Volume 9, Number 12, December 2018, pages 406-408

Pancreatic Neuroendocrine Tumor Invading the Stomach and Spleen: A Case Report

Eric Gladstonea, c, Juskaran Chadhab

aDepartment of Medicine, Lenox Hill Hospital, New York, NY, USA
bDepartment of Hematology and Oncology, Lenox Hill Hospital, New York, NY, USA
cCorresponding Author: Eric Gladstone, Department of Medicine, Lenox Hill Hospital, New York, NY, USA

Manuscript submitted November 13, 2018, accepted November 21, 2018
Short title: PNET Invading the Stomach and Spleen
doi: https://doi.org/10.14740/jmc3216


Pancreatic neuroendocrine tumors are a rare group of heterogeneous neoplasms. Approximately half have metastasized by the time of diagnosis, most commonly to the liver. We present the case of an 88-year-old female who presented with syncope. Imaging revealed a large pancreatic mass. She was found to have a pancreatic neuroendocrine tumor directly invading the stomach and spleen with liver and lymph node metastases. This case demonstrates the rare occurrence of gastric invasion by a pancreatic neuroendocrine tumor.

Keywords: Pancreatic neuroendocrine tumor; Invasion; Spleen; Stomach; Multivisceral resection


Pancreatic neuroendocrine tumors (PNETs) arise from the hormone-secreting islet cells, and account for 1-2% of all pancreatic neoplasms.
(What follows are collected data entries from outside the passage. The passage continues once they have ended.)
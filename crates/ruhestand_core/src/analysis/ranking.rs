//! Strategy ranker
//!
//! `evaluate_strategies` runs the engine once per candidate strategy and
//! produces one comparison row each; `rank_strategies` is a pure function
//! over those rows: it normalizes the four ranking metrics to a shared
//! 0-100 scale across the candidate set, applies the weight profile, and
//! orders by descending score with stable ties.

#[cfg(feature = "parallel")]
use rayon::prelude::*;
use serde::{Deserialize, Serialize};

use crate::config::{SimulationConfig, WithdrawalPlan};
use crate::error::SimulationError;
use crate::model::{StrategyComparisonResult, WithdrawalStrategy};
use crate::simulation::simulate;

/// A named withdrawal strategy to evaluate.
#[derive(Debug, Clone, PartialEq, Serialize, Deserialize)]
pub struct StrategyCandidate {
    pub name: String,
    pub strategy: WithdrawalStrategy,
}

/// Fixed weight vectors over {portfolio life, total withdrawal, capital
/// preservation, stability}.
#[derive(Debug, Clone, Copy, PartialEq, Eq, Serialize, Deserialize)]
pub enum WeightProfile {
    Conservative,
    Balanced,
    Aggressive,
}

struct Weights {
    portfolio_life: f64,
    total_withdrawal: f64,
    capital_preservation: f64,
    stability: f64,
}

impl WeightProfile {
    fn weights(self) -> Weights {
        match self {
            WeightProfile::Conservative => Weights {
                portfolio_life: 0.40,
                total_withdrawal: 0.10,
                capital_preservation: 0.30,
                stability: 0.20,
            },
            WeightProfile::Balanced => Weights {
                portfolio_life: 0.25,
                total_withdrawal: 0.25,
                capital_preservation: 0.25,
                stability: 0.25,
            },
            WeightProfile::Aggressive => Weights {
                portfolio_life: 0.05,
                total_withdrawal: 0.55,
                capital_preservation: 0.25,
                stability: 0.15,
            },
        }
    }
}

/// Run the engine once per candidate and collect unranked comparison rows.
pub fn evaluate_strategies(
    config: &SimulationConfig,
    candidates: &[StrategyCandidate],
) -> Result<Vec<StrategyComparisonResult>, SimulationError> {
    let evaluate = |candidate: &StrategyCandidate| {
        let mut candidate_config = config.clone();
        candidate_config.withdrawal = WithdrawalPlan::Single {
            strategy: candidate.strategy.clone(),
        };
        let result = simulate(&candidate_config)?;
        Ok(StrategyComparisonResult {
            name: candidate.name.clone(),
            strategy: candidate.strategy.clone(),
            final_capital: result.final_capital(),
            total_withdrawn: result.total_withdrawn,
            average_annual_withdrawal: result.average_annual_withdrawal(),
            portfolio_life_years: result.portfolio_life_years(),
            success: result.depletion_year.is_none(),
            downside_risk: result.max_drawdown_percent(),
            overall_score: 0.0,
            rank: 0,
        })
    };

    #[cfg(feature = "parallel")]
    let results = candidates
        .par_iter()
        .map(evaluate)
        .collect::<Result<Vec<_>, SimulationError>>()?;

    #[cfg(not(feature = "parallel"))]
    let results = candidates
        .iter()
        .map(evaluate)
        .collect::<Result<Vec<_>, SimulationError>>()?;

    Ok(results)
}

/// Normalize a metric vector to 0-100 across the candidate set. A constant
/// metric maps everyone to 50 so it neither rewards nor penalizes.
fn normalize(values: &[f64]) -> Vec<f64> {
    let (Some(min), Some(max)) = (
        values.iter().copied().min_by(f64::total_cmp),
        values.iter().copied().max_by(f64::total_cmp),
    ) else {
        return Vec::new();
    };
    if (max - min).abs() < f64::EPSILON {
        return vec![50.0; values.len()];
    }
    values
        .iter()
        .map(|v| (v - min) / (max - min) * 100.0)
        .collect()
}

/// Score and rank an evaluated candidate set. Pure: no simulation happens
/// here, and re-ranking an already-ranked set with the same profile leaves
/// the order unchanged.
#[must_use]
pub fn rank_strategies(
    mut results: Vec<StrategyComparisonResult>,
    profile: WeightProfile,
) -> Vec<StrategyComparisonResult> {
    if results.is_empty() {
        return results;
    }
    let weights = profile.weights();

    // A portfolio that outlives the horizon beats every finite life.
    let longest_finite = results
        .iter()
        .filter_map(|r| r.portfolio_life_years)
        .max()
        .unwrap_or(0);
    let life: Vec<f64> = results
        .iter()
        .map(|r| {
            r.portfolio_life_years
                .map_or(f64::from(longest_finite + 1), f64::from)
        })
        .collect();
    let withdrawal: Vec<f64> = results.iter().map(|r| r.total_withdrawn).collect();
    let preservation: Vec<f64> = results.iter().map(|r| r.final_capital).collect();
    // Lower drawdown is better, so stability is the negated risk.
    let stability: Vec<f64> = results.iter().map(|r| -r.downside_risk).collect();

    let life = normalize(&life);
    let withdrawal = normalize(&withdrawal);
    let preservation = normalize(&preservation);
    let stability = normalize(&stability);

    for (i, result) in results.iter_mut().enumerate() {
        result.overall_score = weights.portfolio_life * life[i]
            + weights.total_withdrawal * withdrawal[i]
            + weights.capital_preservation * preservation[i]
            + weights.stability * stability[i];
    }

    // Stable sort: equal scores keep their incoming order.
    results.sort_by(|a, b| b.overall_score.total_cmp(&a.overall_score));
    for (i, result) in results.iter_mut().enumerate() {
        result.rank = i + 1;
    }
    results
}

/// Top-K rows of an already-ranked comparison.
#[must_use]
pub fn recommended(
    results: &[StrategyComparisonResult],
    k: usize,
) -> Vec<StrategyComparisonResult> {
    results.iter().take(k).cloned().collect()
}

#[cfg(test)]
mod tests {
    use super::*;
    use crate::model::ReferenceCapital;

    fn row(name: &str, final_capital: f64, withdrawn: f64, risk: f64) -> StrategyComparisonResult {
        StrategyComparisonResult {
            name: name.to_string(),
            strategy: WithdrawalStrategy::FixedPercentage {
                rate: 0.04,
                reference: ReferenceCapital::Initial,
            },
            final_capital,
            total_withdrawn: withdrawn,
            average_annual_withdrawal: withdrawn / 20.0,
            portfolio_life_years: None,
            success: true,
            downside_risk: risk,
            overall_score: 0.0,
            rank: 0,
        }
    }

    #[test]
    fn test_rank_descending_with_rank_one_best() {
        let ranked = rank_strategies(
            vec![
                row("weak", 50_000.0, 200_000.0, 40.0),
                row("strong", 400_000.0, 500_000.0, 10.0),
                row("middle", 200_000.0, 350_000.0, 25.0),
            ],
            WeightProfile::Balanced,
        );
        assert_eq!(ranked[0].name, "strong");
        assert_eq!(ranked[0].rank, 1);
        assert_eq!(ranked[2].name, "weak");
        assert_eq!(ranked[2].rank, 3);
        assert!(ranked[0].overall_score >= ranked[1].overall_score);
    }

    #[test]
    fn test_ranking_idempotent() {
        let once = rank_strategies(
            vec![
                row("a", 100_000.0, 300_000.0, 30.0),
                row("b", 250_000.0, 250_000.0, 20.0),
                row("c", 180_000.0, 280_000.0, 15.0),
            ],
            WeightProfile::Conservative,
        );
        let twice = rank_strategies(once.clone(), WeightProfile::Conservative);
        assert_eq!(once, twice);
    }

    #[test]
    fn test_unlimited_life_beats_finite() {
        let mut depleting = row("depleting", 0.0, 600_000.0, 60.0);
        depleting.portfolio_life_years = Some(18);
        depleting.success = false;
        let surviving = row("surviving", 300_000.0, 400_000.0, 20.0);
        let ranked = rank_strategies(vec![depleting, surviving], WeightProfile::Conservative);
        assert_eq!(ranked[0].name, "surviving");
    }

    #[test]
    fn test_profiles_can_disagree() {
        // High payout but depleting vs. modest payout that survives.
        let mut spender = row("spender", 0.0, 900_000.0, 55.0);
        spender.portfolio_life_years = Some(22);
        spender.success = false;
        let keeper = row("keeper", 350_000.0, 450_000.0, 18.0);

        let conservative =
            rank_strategies(vec![spender.clone(), keeper.clone()], WeightProfile::Conservative);
        let aggressive = rank_strategies(vec![spender, keeper], WeightProfile::Aggressive);
        assert_eq!(conservative[0].name, "keeper");
        assert_eq!(aggressive[0].name, "spender");
    }
}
The most common site of PNET metastases is to the lymph nodes at 50%, followed by liver at 30% [1]. Liver metastasis is the most common cause of death in PNET. Metastasis to the spleen is observed in 10% [1]. Gastric involvement is less common and the precise incidence is not reported. We present the case of a PNET invading both the stomach and spleen.

Case Report▴Top 

An 88-year-old female with a past medical history of diet-controlled type 2 diabetes mellitus, hypothyroidism, hyperlipidemia, osteoporosis and unknown cardiac arrhythmia presented to the emergency department (ED) for witnessed syncopal episode. She was found to have orthostatic hypotension in the setting of poor PO intake. She reported 2 years of intermittent, non-localized abdominal discomfort without other associated gastrointestinal (GI) symptoms. Fifteen months prior she had a CT abdomen at an outside facility which she reported showed a small abdominal “lesion” that was never fully investigated.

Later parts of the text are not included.